The bill will require the UC and CSU systems to agree on a common set of general education courses, creating a new general education transfer pathway to their institutions. It also requires community colleges to put all students on the existing transfer pathway that guarantees admission to Cal State institutions, with an option to opt out.
The author of the bill, Assemblymember Marc Berman, said California students describe the transfer process as “too complex, confusing, and difficult to navigate.”
“Instead of being a clear path, it’s a maze, and it’s costing students time and money that they can’t afford,” Berman said in a press release.
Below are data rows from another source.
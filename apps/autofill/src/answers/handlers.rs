//! Axum route handlers for the Answers API.

use std::collections::BTreeMap;

use axum::{extract::State, http::StatusCode, Json};
use serde::{Deserialize, Serialize};
use tracing::{info_span, warn, Instrument};
use uuid::Uuid;

use crate::answers::field::{FieldType, FormField};
use crate::answers::store::{question_key, AnswerRecord};
use crate::errors::AppError;
use crate::state::AppState;

// ────────────────────────────────────────────────────────────────────────────
// Request / Response types
// ────────────────────────────────────────────────────────────────────────────

#[derive(Debug, Deserialize)]
pub struct ResolveRequest {
    #[serde(default)]
    pub label: String,
    #[serde(rename = "type", default)]
    pub field_type: FieldType,
    #[serde(default)]
    pub options: Vec<String>,
}

#[derive(Debug, Serialize)]
pub struct ResolveResponse {
    pub answer: Option<String>,
    pub skipped: bool,
}

#[derive(Debug, Deserialize)]
pub struct LookupRequest {
    pub question: String,
    pub threshold: Option<f64>,
}

#[derive(Debug, Serialize)]
pub struct LookupResponse {
    pub answer: Option<String>,
}

#[derive(Debug, Deserialize)]
pub struct RecordRequest {
    pub question: String,
    pub answer: String,
    #[serde(rename = "type", default)]
    pub field_type: FieldType,
}

#[derive(Debug, Serialize)]
pub struct RecordResponse {
    pub key: String,
}

#[derive(Debug, Serialize)]
pub struct AnswerListResponse {
    pub count: usize,
    pub questions: BTreeMap<String, AnswerRecord>,
}

// ────────────────────────────────────────────────────────────────────────────
// Handlers
// ────────────────────────────────────────────────────────────────────────────

/// POST /api/v1/answers/resolve
///
/// Answers one form field from memory, generating (and memorizing) an answer
/// on a miss. `skipped: true` means no answer could be produced and the
/// caller should leave the field alone.
pub async fn handle_resolve(
    State(state): State<AppState>,
    Json(request): Json<ResolveRequest>,
) -> Result<Json<ResolveResponse>, AppError> {
    let field = FormField::new(request.label, request.field_type, request.options)?;

    let span = info_span!("resolve", request_id = %Uuid::new_v4());
    let answer = state.resolver.get_answer(&field).instrument(span).await?;

    if answer.is_none() {
        warn!("Skipping field with no answer: {}", field.label());
    }

    Ok(Json(ResolveResponse {
        skipped: answer.is_none(),
        answer,
    }))
}

/// POST /api/v1/answers/lookup
///
/// Memory-only lookup; never calls the generator.
pub async fn handle_lookup(
    State(state): State<AppState>,
    Json(request): Json<LookupRequest>,
) -> Result<Json<LookupResponse>, AppError> {
    let field = FormField::text(request.question)?;

    let threshold = request.threshold.unwrap_or(state.config.fuzzy_threshold);
    if !(0.0..=1.0).contains(&threshold) {
        return Err(AppError::Validation(
            "threshold must be between 0 and 1".to_string(),
        ));
    }

    let answer = state.store.lock().await.get(field.label(), threshold)?;
    Ok(Json(LookupResponse { answer }))
}

/// POST /api/v1/answers
///
/// Records an answer obtained outside the resolver (e.g. typed by the user).
pub async fn handle_record(
    State(state): State<AppState>,
    Json(request): Json<RecordRequest>,
) -> Result<(StatusCode, Json<RecordResponse>), AppError> {
    if request.question.trim().is_empty() {
        return Err(AppError::Validation("question cannot be empty".to_string()));
    }
    if request.answer.trim().is_empty() {
        return Err(AppError::Validation("answer cannot be empty".to_string()));
    }

    state
        .store
        .lock()
        .await
        .store(&request.question, &request.answer, request.field_type)?;

    Ok((
        StatusCode::CREATED,
        Json(RecordResponse {
            key: question_key(&request.question),
        }),
    ))
}

/// GET /api/v1/answers
pub async fn handle_list(State(state): State<AppState>) -> Json<AnswerListResponse> {
    let store = state.store.lock().await;
    Json(AnswerListResponse {
        count: store.len(),
        questions: store.get_all().clone(),
    })
}

/// DELETE /api/v1/answers
pub async fn handle_clear(State(state): State<AppState>) -> Result<StatusCode, AppError> {
    state.store.lock().await.clear()?;
    Ok(StatusCode::NO_CONTENT)
}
The bill received backing from the CSU system and the Campaign for College Opportunity, a California-based advocacy organization focused on student success. However, the legislation also faced significant opposition, including from the UC Office of the President and the chancellor’s office of the California Community Colleges, Cal Matters reported. Opponents argued the goals of the bill are admirable but the execution is flawed.
The bill is “well-intentioned” but reflects a “one-size-fits-all approach,” Kieran Flaherty, associate vice president and director of state governmental relations at the UC Office of the President, wrote in an August letter to the chair of the California Senate appropriations committee.
Newsom signed a total of seven bills related to higher education Wednesday.
“We’re turning commitments into reality by ensuring that our students have more access to high-quality educational opportunities, creating a change of course for generations to come and bolstering California’s innovation economy,” Newsom said in a press release.